■ Exercise instructions
Report every line of the data where the string "allocated" appears.

Data for review START

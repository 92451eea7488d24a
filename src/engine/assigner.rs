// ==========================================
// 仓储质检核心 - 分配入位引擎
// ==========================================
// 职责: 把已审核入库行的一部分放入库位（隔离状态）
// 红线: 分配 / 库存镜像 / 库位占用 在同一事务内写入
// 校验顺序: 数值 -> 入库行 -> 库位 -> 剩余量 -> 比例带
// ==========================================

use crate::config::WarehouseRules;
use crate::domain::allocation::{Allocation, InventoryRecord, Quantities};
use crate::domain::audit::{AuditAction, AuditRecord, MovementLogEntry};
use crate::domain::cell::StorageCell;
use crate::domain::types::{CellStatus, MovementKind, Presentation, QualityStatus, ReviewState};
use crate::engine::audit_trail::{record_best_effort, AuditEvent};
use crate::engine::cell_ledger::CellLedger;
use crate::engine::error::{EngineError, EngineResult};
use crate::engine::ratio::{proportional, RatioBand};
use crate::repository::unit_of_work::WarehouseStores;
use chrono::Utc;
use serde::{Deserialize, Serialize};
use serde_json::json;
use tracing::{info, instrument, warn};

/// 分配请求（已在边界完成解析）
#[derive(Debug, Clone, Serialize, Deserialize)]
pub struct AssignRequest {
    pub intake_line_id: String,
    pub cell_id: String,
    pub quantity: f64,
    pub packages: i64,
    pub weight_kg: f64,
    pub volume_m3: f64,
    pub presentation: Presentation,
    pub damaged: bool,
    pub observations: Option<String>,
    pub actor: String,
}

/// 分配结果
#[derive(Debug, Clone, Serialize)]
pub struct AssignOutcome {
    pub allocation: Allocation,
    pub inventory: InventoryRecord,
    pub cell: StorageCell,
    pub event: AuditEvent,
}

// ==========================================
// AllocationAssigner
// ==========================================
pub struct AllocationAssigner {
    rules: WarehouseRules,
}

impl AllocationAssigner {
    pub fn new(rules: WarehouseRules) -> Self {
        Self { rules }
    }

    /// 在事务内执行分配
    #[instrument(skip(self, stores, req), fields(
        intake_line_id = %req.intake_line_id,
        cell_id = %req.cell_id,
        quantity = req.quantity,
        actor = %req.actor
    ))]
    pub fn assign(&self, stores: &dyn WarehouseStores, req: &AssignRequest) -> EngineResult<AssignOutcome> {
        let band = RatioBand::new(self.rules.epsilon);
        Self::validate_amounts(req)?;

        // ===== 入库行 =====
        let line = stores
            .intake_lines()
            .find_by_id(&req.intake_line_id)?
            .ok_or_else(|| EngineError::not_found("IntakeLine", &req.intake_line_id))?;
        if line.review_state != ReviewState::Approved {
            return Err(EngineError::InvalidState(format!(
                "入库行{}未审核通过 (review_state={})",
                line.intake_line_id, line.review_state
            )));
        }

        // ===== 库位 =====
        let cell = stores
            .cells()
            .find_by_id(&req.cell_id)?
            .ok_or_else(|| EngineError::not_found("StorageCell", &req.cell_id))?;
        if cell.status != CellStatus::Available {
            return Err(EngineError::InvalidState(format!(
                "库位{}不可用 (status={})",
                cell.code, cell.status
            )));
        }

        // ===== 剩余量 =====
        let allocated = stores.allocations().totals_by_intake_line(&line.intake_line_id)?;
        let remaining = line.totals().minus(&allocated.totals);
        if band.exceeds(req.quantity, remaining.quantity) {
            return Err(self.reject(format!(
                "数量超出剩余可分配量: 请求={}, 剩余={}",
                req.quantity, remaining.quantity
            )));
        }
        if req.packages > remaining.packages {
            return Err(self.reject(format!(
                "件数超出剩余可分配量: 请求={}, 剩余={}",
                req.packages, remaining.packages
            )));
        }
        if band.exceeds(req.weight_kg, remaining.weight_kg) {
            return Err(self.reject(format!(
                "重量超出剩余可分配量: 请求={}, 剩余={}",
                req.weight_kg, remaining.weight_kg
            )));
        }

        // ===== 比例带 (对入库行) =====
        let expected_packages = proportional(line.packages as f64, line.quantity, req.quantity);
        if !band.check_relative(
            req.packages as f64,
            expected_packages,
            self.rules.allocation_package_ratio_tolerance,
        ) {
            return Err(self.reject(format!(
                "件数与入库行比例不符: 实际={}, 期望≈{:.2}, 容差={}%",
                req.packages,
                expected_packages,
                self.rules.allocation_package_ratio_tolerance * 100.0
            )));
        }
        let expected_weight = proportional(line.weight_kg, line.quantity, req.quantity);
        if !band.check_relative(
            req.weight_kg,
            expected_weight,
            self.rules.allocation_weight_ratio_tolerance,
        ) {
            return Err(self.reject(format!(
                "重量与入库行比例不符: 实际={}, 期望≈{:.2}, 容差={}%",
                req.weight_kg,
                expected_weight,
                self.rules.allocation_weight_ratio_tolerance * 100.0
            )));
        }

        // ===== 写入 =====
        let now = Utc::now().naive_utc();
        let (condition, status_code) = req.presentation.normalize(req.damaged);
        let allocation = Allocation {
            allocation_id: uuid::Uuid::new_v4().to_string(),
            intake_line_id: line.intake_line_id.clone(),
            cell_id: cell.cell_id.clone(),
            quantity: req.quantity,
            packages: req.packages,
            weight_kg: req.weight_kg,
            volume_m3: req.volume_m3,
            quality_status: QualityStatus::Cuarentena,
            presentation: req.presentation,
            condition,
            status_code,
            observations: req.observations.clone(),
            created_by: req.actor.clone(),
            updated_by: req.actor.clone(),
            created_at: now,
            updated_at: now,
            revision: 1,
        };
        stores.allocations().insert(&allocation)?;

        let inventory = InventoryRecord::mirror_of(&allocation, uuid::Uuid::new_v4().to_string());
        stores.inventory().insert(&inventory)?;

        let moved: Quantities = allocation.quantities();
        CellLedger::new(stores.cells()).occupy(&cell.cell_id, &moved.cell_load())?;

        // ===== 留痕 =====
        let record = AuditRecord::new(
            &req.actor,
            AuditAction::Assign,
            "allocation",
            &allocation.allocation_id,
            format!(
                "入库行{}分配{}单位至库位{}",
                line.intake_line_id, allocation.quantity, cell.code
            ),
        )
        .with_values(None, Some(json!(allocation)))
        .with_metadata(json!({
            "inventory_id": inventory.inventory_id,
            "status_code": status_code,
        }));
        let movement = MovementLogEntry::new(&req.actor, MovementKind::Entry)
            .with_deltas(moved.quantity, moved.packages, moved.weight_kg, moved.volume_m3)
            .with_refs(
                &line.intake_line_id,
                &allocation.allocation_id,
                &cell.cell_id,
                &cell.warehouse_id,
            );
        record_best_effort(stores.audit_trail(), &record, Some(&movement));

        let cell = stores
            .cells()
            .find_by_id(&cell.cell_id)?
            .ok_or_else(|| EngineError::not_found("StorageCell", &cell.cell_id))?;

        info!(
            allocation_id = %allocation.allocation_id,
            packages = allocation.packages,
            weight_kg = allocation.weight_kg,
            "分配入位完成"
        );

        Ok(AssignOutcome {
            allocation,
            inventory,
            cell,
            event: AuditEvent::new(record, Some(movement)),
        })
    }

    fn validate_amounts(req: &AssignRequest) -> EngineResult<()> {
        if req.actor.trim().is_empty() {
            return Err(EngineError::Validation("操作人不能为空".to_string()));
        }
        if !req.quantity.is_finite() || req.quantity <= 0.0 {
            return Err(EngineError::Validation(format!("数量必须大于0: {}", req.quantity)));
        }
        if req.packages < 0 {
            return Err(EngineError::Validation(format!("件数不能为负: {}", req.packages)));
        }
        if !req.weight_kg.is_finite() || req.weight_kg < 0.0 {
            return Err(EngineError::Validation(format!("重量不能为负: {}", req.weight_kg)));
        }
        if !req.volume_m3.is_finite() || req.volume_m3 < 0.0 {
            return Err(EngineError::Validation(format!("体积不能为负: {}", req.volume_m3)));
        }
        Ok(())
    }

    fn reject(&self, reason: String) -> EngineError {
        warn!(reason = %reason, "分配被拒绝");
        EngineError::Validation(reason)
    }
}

Data for review END

■ Your solution
        let allocated = stores.allocations().totals_by_intake_line(&line.intake_line_id)?;
        let remaining = line.totals().minus(&allocated.totals);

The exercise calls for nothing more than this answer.